Biography:

            When I was a child, my favorite game was Authors. Even before I could read, I memorized the portraits of the authors on the playing card so that I could identify Louisa May Alcott and Charles Dickens by their picture. One day I hoped to be an author and would see my name in gold print beneath the title of my books. By the grace of God, this wish has come true.

            In first grade, I wrote my first poem and set it to a tune that I composed at my child-size piano. My teachers and parents encouraged my passion for words. I read constantly and memorized many of Robert Louis Stevenson's poems from A Child's Garden of Verses. One of my favorites:

                                   "The friendly cow all red and white,
                                   I love with all my heart:
                                   She gives me cream with all her might
                                   To eat with apple tart."

            Because I spent many hours in the library, I became good friends with the children's librarian, Mrs. Borosco who told me about the Hunt Club, a section for young writers in the Horn Book Magazine. She encouraged me to submit my stories and although none of my writings were ever published, I saved my rejection letters and felt like a real author.

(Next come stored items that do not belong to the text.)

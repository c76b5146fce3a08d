//! Scripted compressor for exercising compressed streams.

use binlog_stream::{CompressOutcome, Compressor};
use std::collections::VecDeque;

/// A compressor that replays a script of outcomes.
///
/// Each `compress` call pops the next scripted outcome; once the script is
/// exhausted the default outcome is returned. Every input is recorded.
#[derive(Debug, Clone, Default)]
pub struct ScriptedCompressor {
    script: VecDeque<CompressOutcome>,
    default: CompressOutcome,
    inputs: Vec<Vec<u8>>,
}

impl ScriptedCompressor {
    /// Creates a compressor that always consumes its whole input.
    pub fn accepting() -> Self {
        Self::default()
    }

    /// Creates a compressor that always reports `outcome`.
    pub fn always(outcome: CompressOutcome) -> Self {
        Self {
            default: outcome,
            ..Self::default()
        }
    }

    /// Queues `outcome` for the next unscripted call.
    #[must_use]
    pub fn then(mut self, outcome: CompressOutcome) -> Self {
        self.script.push_back(outcome);
        self
    }

    /// Returns every input seen so far.
    pub fn inputs(&self) -> &[Vec<u8>] {
        &self.inputs
    }

    /// Returns the number of `compress` calls.
    pub fn calls(&self) -> usize {
        self.inputs.len()
    }
}

impl Compressor for ScriptedCompressor {
    fn compress(&mut self, input: &[u8]) -> CompressOutcome {
        self.inputs.push(input.to_vec());
        self.script.pop_front().unwrap_or(self.default)
    }
}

In 1989, I attended the Spencerian Saga with Tasha Tudor, and during that week one of the workers told us a personal anecdote. Tasha offered to collaborate on a book if I would develop Grandma Kathy's tale into a story that we titled The Real Pretend. My other picture book is, The Secret of the Red Shoes published by Ideals, and Holiday House has published my young adult novels, A Pebble and A Pen, and my most recent book, On Viney's Mountain.

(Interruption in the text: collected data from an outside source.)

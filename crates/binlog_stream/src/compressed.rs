//! Compressing stream: routes written bytes through a borrowed compressor.
//!
//! The stream does not own the compressor. It borrows it for `'c`, so the
//! compressor must outlive the stream and is handed back untouched when the
//! stream goes away.
//!
//! ## Supported Operations
//!
//! The decorator has no backing file of its own:
//!
//! - `write` forwards the full range to the compressor
//! - `flush` and `sync` succeed without effect; the compressor owns its output
//! - `seek` and `truncate` are unsupported, compressed output cannot be patched
//! - `close` only ends the lifecycle

use crate::compressor::Compressor;
use crate::error::{StreamError, StreamResult};
use crate::stream::{OutputStream, StreamState};

/// An output stream that feeds every write to a [`Compressor`].
///
/// A write fails if no compressor is attached, if the compressor reports
/// failure, or if it leaves any input unconsumed.
///
/// # Example
///
/// ```rust
/// use binlog_stream::{CompressedStream, NoneCompressor, OutputStream};
///
/// let mut compressor = NoneCompressor::new();
/// {
///     let mut stream = CompressedStream::with_compressor(&mut compressor);
///     stream.write(b"row image").unwrap();
/// }
/// assert_eq!(compressor.output(), b"row image");
/// ```
pub struct CompressedStream<'c> {
    compressor: Option<&'c mut dyn Compressor>,
    position: u64,
    state: StreamState,
}

impl<'c> CompressedStream<'c> {
    /// Creates a stream with no compressor attached.
    ///
    /// Every write fails until one is set.
    #[must_use]
    pub fn new() -> Self {
        Self {
            compressor: None,
            position: 0,
            state: StreamState::Open,
        }
    }

    /// Creates a stream borrowing `compressor`.
    #[must_use]
    pub fn with_compressor(compressor: &'c mut dyn Compressor) -> Self {
        Self {
            compressor: Some(compressor),
            ..Self::new()
        }
    }

    /// Attaches (or detaches, with `None`) the compressor.
    pub fn set_compressor(&mut self, compressor: Option<&'c mut dyn Compressor>) {
        self.compressor = compressor;
    }

    /// Returns `true` if a compressor is attached.
    #[must_use]
    pub fn has_compressor(&self) -> bool {
        self.compressor.is_some()
    }

    /// Detaches and returns the compressor.
    pub fn take_compressor(&mut self) -> Option<&'c mut dyn Compressor> {
        self.compressor.take()
    }
}

impl Default for CompressedStream<'_> {
    fn default() -> Self {
        Self::new()
    }
}

impl std::fmt::Debug for CompressedStream<'_> {
    fn fmt(&self, f: &mut std::fmt::Formatter<'_>) -> std::fmt::Result {
        f.debug_struct("CompressedStream")
            .field("has_compressor", &self.compressor.is_some())
            .field("position", &self.position)
            .field("state", &self.state)
            .finish()
    }
}

impl OutputStream for CompressedStream<'_> {
    fn write(&mut self, data: &[u8]) -> StreamResult<()> {
        self.state.ensure_open()?;

        let compressor = self
            .compressor
            .as_deref_mut()
            .ok_or_else(|| StreamError::compression("no compressor attached"))?;

        let outcome = compressor.compress(data);
        if outcome.failed {
            return Err(StreamError::compression("compressor reported failure"));
        }
        if outcome.unconsumed > 0 {
            return Err(StreamError::compression(format!(
                "compressor left {} of {} bytes unconsumed",
                outcome.unconsumed,
                data.len()
            )));
        }

        self.position += data.len() as u64;
        Ok(())
    }

    fn seek(&mut self, _offset: u64) -> StreamResult<()> {
        self.state.ensure_open()?;
        Err(StreamError::Unsupported("seek on a compressed stream"))
    }

    fn truncate(&mut self, _offset: u64) -> StreamResult<()> {
        self.state.ensure_open()?;
        Err(StreamError::Unsupported("truncate on a compressed stream"))
    }

    fn flush(&mut self) -> StreamResult<()> {
        self.state.ensure_open()
    }

    fn sync(&mut self) -> StreamResult<()> {
        self.state.ensure_open()
    }

    fn close(&mut self) -> StreamResult<()> {
        self.state = StreamState::Closed;
        Ok(())
    }

    fn position(&self) -> u64 {
        self.position
    }

    fn state(&self) -> StreamState {
        self.state
    }
}

#[cfg(test)]
mod tests {
    use super::*;
    use crate::compressor::{CompressOutcome, NoneCompressor};

    /// Compressor returning a fixed outcome.
    struct FixedCompressor(CompressOutcome);

    impl Compressor for FixedCompressor {
        fn compress(&mut self, _input: &[u8]) -> CompressOutcome {
            self.0
        }
    }

    #[test]
    fn write_without_compressor_fails() {
        let mut stream = CompressedStream::new();
        assert!(!stream.has_compressor());
        assert!(matches!(
            stream.write(b"data"),
            Err(StreamError::Compression { .. })
        ));
        assert!(matches!(
            stream.write(b""),
            Err(StreamError::Compression { .. })
        ));
        assert_eq!(stream.position(), 0);
    }

    #[test]
    fn complete_outcome_succeeds() {
        let mut compressor = FixedCompressor(CompressOutcome::complete());
        let mut stream = CompressedStream::with_compressor(&mut compressor);
        stream.write(b"data").unwrap();
        assert_eq!(stream.position(), 4);
    }

    #[test]
    fn leftover_bytes_fail_the_write() {
        let mut compressor = FixedCompressor(CompressOutcome::partial(3));
        let mut stream = CompressedStream::with_compressor(&mut compressor);
        assert!(matches!(
            stream.write(b"data"),
            Err(StreamError::Compression { .. })
        ));
    }

    #[test]
    fn reported_failure_fails_the_write() {
        let mut compressor = FixedCompressor(CompressOutcome::failure());
        let mut stream = CompressedStream::with_compressor(&mut compressor);
        assert!(stream.write(b"data").is_err());
    }

    #[test]
    fn compressor_is_borrowed_not_owned() {
        let mut compressor = NoneCompressor::with_capacity_limit(8);
        {
            let mut stream = CompressedStream::with_compressor(&mut compressor);
            stream.write(b"12345").unwrap();
            assert!(stream.write(b"6789").is_err());
            stream.close().unwrap();
        }
        assert_eq!(compressor.output(), b"12345678");
    }

    #[test]
    fn set_and_take_compressor() {
        let mut compressor = NoneCompressor::new();
        let mut stream = CompressedStream::new();
        stream.set_compressor(Some(&mut compressor));
        stream.write(b"abc").unwrap();

        assert!(stream.take_compressor().is_some());
        assert!(stream.write(b"abc").is_err());
    }

    #[test]
    fn repositioning_is_unsupported() {
        let mut stream = CompressedStream::new();
        assert!(matches!(stream.seek(0), Err(StreamError::Unsupported(_))));
        assert!(matches!(stream.truncate(0), Err(StreamError::Unsupported(_))));
        assert!(stream.flush().is_ok());
        assert!(stream.sync().is_ok());
    }

    #[test]
    fn closed_stream_rejects_everything() {
        let mut compressor = NoneCompressor::new();
        let mut stream = CompressedStream::with_compressor(&mut compressor);
        stream.close().unwrap();
        assert!(matches!(stream.write(b"x"), Err(StreamError::NotOpen(_))));
        assert!(matches!(stream.flush(), Err(StreamError::NotOpen(_))));
    }
}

            In addition to writing for children, my personal essays about farm and home life have appeared in The Christian Science Monitor, Ideals Magazine, Rosebud Magazine, and in several anthologies: The Best of the Best of the Mayborn Literary Nonfiction Conference 2006 and 2007, At Home in the Garden, Home for Christmas, and Christmas is a Season 2008. One of my essays, Saint George and the Dragon, received the Hearst Award for Excellence in Literary Nonfiction at the Mayborn 2007 conference. Some of my essays, such as When the Bees Came Looking for Carlos, have been republished on state diagnostic reading exams. And for the past two years, my "audio postcards from the farm" have aired on our local NPR affiliate, WMUK that broadcasts from Western Michigan University.

            I earned my Master in Fine Arts from Spalding University with a major in creative nonfiction and a minor in writing for children.